## [Directions]
For each line below that contains the word "AppState", return that line.

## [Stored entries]
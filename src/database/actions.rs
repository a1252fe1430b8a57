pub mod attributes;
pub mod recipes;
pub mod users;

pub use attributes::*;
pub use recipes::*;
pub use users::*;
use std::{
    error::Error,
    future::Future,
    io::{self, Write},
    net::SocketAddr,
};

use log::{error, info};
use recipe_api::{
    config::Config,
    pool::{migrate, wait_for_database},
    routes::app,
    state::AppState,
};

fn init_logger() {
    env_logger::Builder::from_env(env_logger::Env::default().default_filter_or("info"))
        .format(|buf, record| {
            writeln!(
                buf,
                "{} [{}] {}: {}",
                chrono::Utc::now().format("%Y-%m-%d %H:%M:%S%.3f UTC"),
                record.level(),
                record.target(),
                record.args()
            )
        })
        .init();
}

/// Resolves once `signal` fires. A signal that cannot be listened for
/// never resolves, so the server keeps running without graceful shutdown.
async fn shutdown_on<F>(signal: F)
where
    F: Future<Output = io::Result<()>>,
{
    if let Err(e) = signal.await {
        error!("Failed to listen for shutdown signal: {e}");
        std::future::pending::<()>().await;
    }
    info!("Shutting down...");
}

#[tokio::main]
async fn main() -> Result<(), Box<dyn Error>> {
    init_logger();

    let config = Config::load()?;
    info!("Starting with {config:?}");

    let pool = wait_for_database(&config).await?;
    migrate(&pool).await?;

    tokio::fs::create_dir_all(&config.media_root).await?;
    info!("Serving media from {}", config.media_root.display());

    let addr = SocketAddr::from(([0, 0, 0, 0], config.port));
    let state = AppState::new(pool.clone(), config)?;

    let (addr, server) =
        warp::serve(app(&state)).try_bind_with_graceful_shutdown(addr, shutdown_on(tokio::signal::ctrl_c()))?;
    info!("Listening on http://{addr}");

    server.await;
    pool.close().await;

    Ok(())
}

## [Exercise output]
    state::AppState,
    let state = AppState::new(pool.clone(), config)?;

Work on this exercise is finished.